Torres de alta tensión | Stephen Spender

Se llamó Thirties (también War Generation) a un conjunto de poetas ingleses de la década del 30 (W. H. Auden, Louis MacNeice, Cecil Day-Lewis, Stephen Spender, Christopher Isherwood), que asumió un rol activo frente a la contingencia de una sociedad en crisis, con variables colectivas dramáticas y urgentes. Este grupo era, por un lado, epígono de la Primera Guerra Mundial, con su rémora de cerca de diez millones de muertos; por el otro, antesala de la Segunda, con sus siguientes millones de vidas por cobrar.
“Los Thirties”: autores que hicieron propaganda de una poesía al servicio del socialismo [¡La burguesía tiene que esperar un poco de dolor, una penitencia!].
A. T. Tolley, en THE POETRY OF THE THIRTIES, sencillamente decía hacia 1975: “Un cambio que está asociado en los nuevos poetas de los años treinta: la aparición de una preocupación por temas políticos”.

Stephen Spender (Londres, 1909-1995) fue un poeta, crítico literario y editor inglés.
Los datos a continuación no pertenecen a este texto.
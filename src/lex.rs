use std::fmt::Display;

use miette::{Diagnostic, SourceSpan};
use thiserror::Error;

use crate::report::Reporter;

#[derive(Error, Debug, Diagnostic, Clone, PartialEq)]
pub enum LexError {
    #[error("Unexpected character.")]
    #[diagnostic(help("remove or correct this character"))]
    UnexpectedCharacter {
        token: char,
        #[label("this character")]
        span: SourceSpan,
        line: usize,
    },

    #[error("Unterminated string.")]
    #[diagnostic(help("add a closing `\"` to terminate the string literal"))]
    UnterminatedString {
        #[label("string literal starts here")]
        span: SourceSpan,
        line: usize,
    },

    #[error("Unterminated comment block.")]
    #[diagnostic(help("every `/*` needs a matching `*/`, including nested ones"))]
    UnterminatedComment {
        #[label("comment block opened here")]
        span: SourceSpan,
        line: usize,
    },

    #[error("Malformed number literal.")]
    #[diagnostic(code(lox::lex::number))]
    MalformedNumber {
        #[label("this numeric literal")]
        span: SourceSpan,
        line: usize,
    },
}

impl LexError {
    pub fn line(&self) -> usize {
        match self {
            LexError::UnexpectedCharacter { line, .. }
            | LexError::UnterminatedString { line, .. }
            | LexError::UnterminatedComment { line, .. }
            | LexError::MalformedNumber { line, .. } => *line,
        }
    }
}

/// A constant carried by a token or a literal expression.
#[derive(Debug, Clone, Copy, PartialEq)]
pub enum Literal<'de> {
    Number(f64),
    Str(&'de str),
    Bool(bool),
    Nil,
}

impl Display for Literal<'_> {
    fn fmt(&self, f: &mut std::fmt::Formatter<'_>) -> std::fmt::Result {
        match self {
            Literal::Number(n) => {
                if n.is_finite() && *n == n.trunc() {
                    write!(f, "{n}.0")
                } else {
                    write!(f, "{n}")
                }
            }
            Literal::Str(s) => write!(f, "{s}"),
            Literal::Bool(b) => write!(f, "{b}"),
            Literal::Nil => write!(f, "nil"),
        }
    }
}

#[derive(Debug, Clone, Copy, PartialEq)]
pub struct Token<'de> {
    pub kind: TokenKind,
    pub lexeme: &'de str,
    pub literal: Option<Literal<'de>>,
    pub line: usize,
    /// Byte offset of the lexeme in the scanned source.
    pub offset: usize,
}

impl Token<'_> {
    pub fn span(&self) -> SourceSpan {
        SourceSpan::from(self.offset..self.offset + self.lexeme.len())
    }
}

#[derive(Debug, Clone, Copy, PartialEq, Eq, Hash)]
pub enum TokenKind {
    LeftParen,
    RightParen,
    LeftBrace,
    RightBrace,
    Comma,
    Dot,
    Minus,
    Plus,
    Semicolon,
    Star,
    Question,
    Colon,
    BangEqual,
    EqualEqual,
    GreaterEqual,
    LessEqual,
    Greater,
    Less,
    Slash,
    Bang,
    Equal,
    String,
    Ident,
    Number,
    And,
    Class,
    Else,
    False,
    For,
    Fun,
    If,
    Nil,
    Or,
    Print,
    Return,
    Super,
    This,
    True,
    Var,
    While,
    Eof,
}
Cursó estudios en la Universidad de Oxford, donde entabló relaciones con literatos como W. H. Auden (al que dedico un poema tras su muerte titulado “Auden´s Funeral”), Christopher Isherwood, C. Day Lewis y Louis MacNeice, entre otros.
Profesor en varias instituciones estadounidenses, aceptó la cátedra Elliston Chair de poesía de la Universidad de Cincinnati en 1953. En 1970 fue nombrado catedrático de inglés de la Universidad de Londres. En 1983 recibió el título de sir.
Entre sus libros se destacan: Twenty Poems (1930); Vienna (1934); Poems of Dedication (1936); Collected Poems, 1928-1953 (1955); The Generous Days (1971); Selected Poems (1974) y Collected Poems 1928-1985 (1986), entre otros.

Torres de alta tensión

La piedra era el secreto de estas colinas, y cabañas
hechas de esa piedra,
y caminos en ruina
repentinamente convertidos en pueblos fantasmas.
Ahora, en estas colinas, se levanta el cemento
que sigue el rastro de cables negros,
Torres de alta tensión, diáfanas columnas
desnudas como chicas voluptuosas sin secretos.
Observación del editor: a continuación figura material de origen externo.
// comma_expr → expr ( "," expr )* ;
// expr       → ternary ;
// ternary    → equality ( "?" ternary ":" ternary )? ;
// equality   → comparison ( ( "!=" | "==" ) comparison )* ;
// comparison → term ( ( ">" | ">=" | "<" | "<=" ) term )* ;
// term       → factor ( ( "-" | "+" ) factor )* ;
// factor     → unary ( ( "/" | "*" ) unary )* ;
// unary      → ( "!" | "-" ) unary | primary ;
// primary    → NUMBER | STRING | "true" | "false" | "nil" | "(" expr ")" ;

use std::fmt::Display;

use miette::{Diagnostic, SourceSpan};
use thiserror::Error;

use crate::{
    lex::{Literal, Token, TokenKind},
    report::Reporter,
};

#[derive(Error, Debug, Diagnostic, Clone, PartialEq)]
#[error("{message}")]
pub struct ParseError {
    pub message: String,
    pub lexeme: String,
    pub line: usize,
    pub at_end: bool,

    #[label("here")]
    pub span: SourceSpan,
}

impl ParseError {
    pub fn at(token: &Token<'_>, message: impl Into<String>) -> Self {
        ParseError {
            message: message.into(),
            lexeme: token.lexeme.to_string(),
            line: token.line,
            at_end: token.kind == TokenKind::Eof,
            span: token.span(),
        }
    }

    /// Where the error sits, as shown in the one-line headline.
    pub fn location(&self) -> String {
        if self.at_end {
            " at end".to_string()
        } else {
            format!(" at '{}'", self.lexeme)
        }
    }
}

/// Every error produced by one failed parse, in the order they were found.
#[derive(Error, Debug, Diagnostic, Clone, PartialEq)]
#[error("could not parse expression")]
#[diagnostic(help("fix the errors below and try again"))]
pub struct ParseFailure {
    #[related]
    pub errors: Vec<ParseError>,
}

#[derive(Debug, Clone, PartialEq)]
pub enum Expr<'de> {
    Literal(Literal<'de>),
    Grouping(Box<Expr<'de>>),
    Unary {
        operator: Token<'de>,
        operand: Box<Expr<'de>>,
    },
    Binary {
        left: Box<Expr<'de>>,
        operator: Token<'de>,
        right: Box<Expr<'de>>,
    },
    Ternary {
        predicate: Box<Expr<'de>>,
        if_true: Box<Expr<'de>>,
        if_false: Box<Expr<'de>>,
    },
}

impl Display for Expr<'_> {
    fn fmt(&self, f: &mut std::fmt::Formatter<'_>) -> std::fmt::Result {
        match self {
            Expr::Literal(literal) => write!(f, "{literal}"),
            Expr::Grouping(inner) => write!(f, "(group {inner})"),
            Expr::Unary { operator, operand } => write!(f, "({} {operand})", operator.lexeme),
            Expr::Binary {
                left,
                operator,
                right,
            } => write!(f, "({} {left} {right})", operator.lexeme),
            Expr::Ternary {
                predicate,
                if_true,
                if_false,
            } => write!(f, "(?: {predicate} {if_true} {if_false})"),
        }
    }
}

/// Prints an expression in postfix order: `1.0 2.0 + 4.0 3.0 - *`.
pub struct ReversePolish<'a, 'de>(pub &'a Expr<'de>);

impl Display for ReversePolish<'_, '_> {
    fn fmt(&self, f: &mut std::fmt::Formatter<'_>) -> std::fmt::Result {
        match self.0 {
            Expr::Literal(literal) => write!(f, "{literal}"),
            Expr::Grouping(inner) => write!(f, "{}", ReversePolish(inner)),
            Expr::Unary { operator, operand } => {
                write!(f, "{} {}", ReversePolish(operand), operator.lexeme)
            }
            Expr::Binary {
                left,
                operator,
                right,
            } => write!(
                f,
                "{} {} {}",
                ReversePolish(left),
                ReversePolish(right),
                operator.lexeme
            ),
            Expr::Ternary {
                predicate,
                if_true,
                if_false,
            } => write!(
                f,
                "{} {} {} ?:",
                ReversePolish(predicate),
                ReversePolish(if_true),
                ReversePolish(if_false)
            ),
        }
    }
}

/// How deep an expression tree may grow, counting every node on the longest path.
pub const MAX_DEPTH: usize = 128;

pub struct Parser<'de> {
    tokens: Vec<Token<'de>>,
    current: usize,
    /// Open groupings, unary operators and ternaries being parsed.
    nesting: usize,
    /// Depth of the subtree most recently produced.
    height: usize,
}

impl<'de> Parser<'de> {
    pub fn new(mut tokens: Vec<Token<'de>>) -> Self {
        if tokens.last().is_none_or(|token| token.kind != TokenKind::Eof) {
            let (line, offset) = tokens
                .last()
                .map_or((1, 0), |token| (token.line, token.offset + token.lexeme.len()));
            tokens.push(Token {
                kind: TokenKind::Eof,
                lexeme: "",
                literal: None,
                line,
                offset,
            });
        }
        Parser {
            tokens,
            current: 0,
            nesting: 0,
            height: 0,
        }
    }

    pub fn parse(mut self) -> Result<Expr<'de>, ParseFailure> {
        self.comma_expr()
            .map_err(|error| ParseFailure { errors: vec![error] })
    }

    /// Parses and hands every error to `reporter`; `None` means nothing usable was
    /// produced.
    pub fn parse_reporting(self, reporter: &mut Reporter) -> Option<Expr<'de>> {
        match self.parse() {
            Ok(expr) => Some(expr),
            Err(failure) => {
                for error in failure.errors {
                    reporter.parse_error(error);
                }
                None
            }
        }
    }

    fn comma_expr(&mut self) -> Result<Expr<'de>, ParseError> {
        let mut expr = self.expression()?;

        while self.matches(&[TokenKind::Comma]) {
            let operator = self.previous();
            let left_height = self.height;
            let right = self.expression()?;
            self.grow(left_height.max(self.height) + 1, &operator)?;
            expr = Expr::Binary {
                left: Box::new(expr),
                operator,
                right: Box::new(right),
            };
        }

        Ok(expr)
    }

    fn expression(&mut self) -> Result<Expr<'de>, ParseError> {
        self.ternary()
    }

    fn ternary(&mut self) -> Result<Expr<'de>, ParseError> {
        let expr = self.equality()?;

        if self.matches(&[TokenKind::Question]) {
            let question = self.previous();
            let predicate_height = self.height;
            self.enter()?;
            let if_true = self.ternary()?;
            let if_true_height = self.height;
            self.consume(
                TokenKind::Colon,
                "Expect ':' after '?' in ternary operator.",
            )?;
            let if_false = self.ternary()?;
            self.nesting -= 1;
            let height = predicate_height.max(if_true_height).max(self.height) + 1;
            self.grow(height, &question)?;
            return Ok(Expr::Ternary {
                predicate: Box::new(expr),
                if_true: Box::new(if_true),
                if_false: Box::new(if_false),
            });
        }

        Ok(expr)
    }

    fn equality(&mut self) -> Result<Expr<'de>, ParseError> {
        if self.matches(&[
            TokenKind::BangEqual,
            TokenKind::EqualEqual,
            TokenKind::Greater,
            TokenKind::GreaterEqual,
            TokenKind::Less,
            TokenKind::LessEqual,
            TokenKind::Plus,
        ]) {
            let operator = self.previous();
            // Keep the cursor past the orphaned right operand; only the missing
            // operand is reported.
            let _ = self.comparison();
            return Err(ParseError::at(
                &operator,
                format!(
                    "Binary operator '{}' requires a left-hand operand.",
                    operator.lexeme
                ),
            ));
        }

        self.binary(
            Self::comparison,
            &[TokenKind::BangEqual, TokenKind::EqualEqual],
        )
    }

    fn comparison(&mut self) -> Result<Expr<'de>, ParseError> {
        self.binary(
            Self::term,
            &[
                TokenKind::Greater,
                TokenKind::GreaterEqual,
                TokenKind::Less,
                TokenKind::LessEqual,
            ],
        )
    }

    fn term(&mut self) -> Result<Expr<'de>, ParseError> {
        self.binary(Self::factor, &[TokenKind::Minus, TokenKind::Plus])
    }

    fn factor(&mut self) -> Result<Expr<'de>, ParseError> {
        self.binary(Self::unary, &[TokenKind::Slash, TokenKind::Star])
    }

    /// One left-associative level: `operand ( op operand )*`.
    fn binary(
        &mut self,
        operand: fn(&mut Self) -> Result<Expr<'de>, ParseError>,
        operators: &[TokenKind],
    ) -> Result<Expr<'de>, ParseError> {
        let mut expr = operand(self)?;

        while self.matches(operators) {
            let operator = self.previous();
            let left_height = self.height;
            let right = operand(self)?;
            self.grow(left_height.max(self.height) + 1, &operator)?;
            expr = Expr::Binary {
                left: Box::new(expr),
                operator,
                right: Box::new(right),
            };
        }

        Ok(expr)
    }

    fn unary(&mut self) -> Result<Expr<'de>, ParseError> {
        if self.matches(&[TokenKind::Bang, TokenKind::Minus]) {
            let operator = self.previous();
            self.enter()?;
            let operand = self.unary()?;
            self.nesting -= 1;
            self.grow(self.height + 1, &operator)?;
            return Ok(Expr::Unary {
                operator,
                operand: Box::new(operand),
            });
        }

        self.primary()
    }

    fn primary(&mut self) -> Result<Expr<'de>, ParseError> {
        let token = self.peek();
        let literal = match token.kind {
            TokenKind::True => Literal::Bool(true),
            TokenKind::False => Literal::Bool(false),
            TokenKind::Nil => Literal::Nil,
            TokenKind::Number | TokenKind::String => match token.literal {
                Some(literal) => literal,
                None => return Err(ParseError::at(&token, "Expect expression.")),
            },
            TokenKind::LeftParen => {
                self.advance();
                self.enter()?;
                let expr = self.expression()?;
                self.consume(TokenKind::RightParen, "Expect ')' after expression.")?;
                self.nesting -= 1;
                self.grow(self.height + 1, &token)?;
                return Ok(Expr::Grouping(Box::new(expr)));
            }
            _ => return Err(ParseError::at(&token, "Expect expression.")),
        };

        self.advance();
        self.height = 1;
        Ok(Expr::Literal(literal))
    }

    /// Guards recursion into a nested operand.
    fn enter(&mut self) -> Result<(), ParseError> {
        self.nesting += 1;
        if self.nesting > MAX_DEPTH {
            return Err(ParseError::at(&self.peek(), "Too much nesting."));
        }
        Ok(())
    }

    /// Records the depth of a freshly built node.
    fn grow(&mut self, height: usize, at: &Token<'de>) -> Result<(), ParseError> {
        if height > MAX_DEPTH {
            return Err(ParseError::at(at, "Too much nesting."));
        }
        self.height = height;
        Ok(())
    }

    /// Discards tokens until just after a `;` or just before a token that starts a
    /// statement.
    pub fn synchronize(&mut self) {
        self.advance();

        while !self.is_at_end() {
            if self.previous().kind == TokenKind::Semicolon {
                return;
            }

            match self.peek().kind {
                TokenKind::Class
                | TokenKind::Fun
                | TokenKind::Var
                | TokenKind::For
                | TokenKind::If
                | TokenKind::While
                | TokenKind::Print
                | TokenKind::Return => return,
                _ => {}
            }

            self.advance();
        }
    }

    fn matches(&mut self, kinds: &[TokenKind]) -> bool {
        if kinds.iter().any(|kind| self.check(*kind)) {
            self.advance();
            true
        } else {
            false
        }
    }

    fn consume(&mut self, kind: TokenKind, message: &str) -> Result<Token<'de>, ParseError> {
        if self.check(kind) {
            return Ok(self.advance());
        }
        Err(ParseError::at(&self.peek(), message))
    }

    fn check(&self, kind: TokenKind) -> bool {
        !self.is_at_end() && self.peek().kind == kind
    }

    fn advance(&mut self) -> Token<'de> {
        if !self.is_at_end() {
            self.current += 1;
        }
        self.previous()
    }

    fn is_at_end(&self) -> bool {
        self.peek().kind == TokenKind::Eof
    }

    fn peek(&self) -> Token<'de> {
        self.tokens[self.current]
    }

    fn previous(&self) -> Token<'de> {
        self.tokens[self.current.saturating_sub(1)]
    }
}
El valle con su aspecto nocturno
y el castaño verde
de raíz familiar
quedan atrás como el lecho reseco de un arroyo.

Pero bien arriba, tanto como la vista alcanza,
como azotes furibundos
y con el peligro de un rayo
destella la veloz perspectiva del futuro.

Tan lleno de augurios, con su paso contrae
nuestra tierra esmeralda,
soñando ciudades
donde a menudo las nubes posarán blancos cuellos de cisnes.

The Pylons

The secret of these hills was stone, and cottages
Of that stone made,
And crumbling roads
That turned on sudden hidden villages

Now over these small hills, they have built the concrete
That trails black wire
Pylons, those pillars
Bare like nude giant girls that have no secret.

The valley with its gilt and evening look
And the green chestnut
Of customary root,
Are mocked dry like the parched bed of a brook.

But far above and far as sight endures
Like whips of anger
With lightning’s danger
There runs the quick perspective of the future.

This dwarfs our emerald country by its trek
So tall with prophecy
Dreaming of cities
Where often clouds shall lean their swan-white neck.

Extraído de The Guardian | Traducción de Rodrigo Arriagada Zubieta para Buenos Aires Poetry, 2020.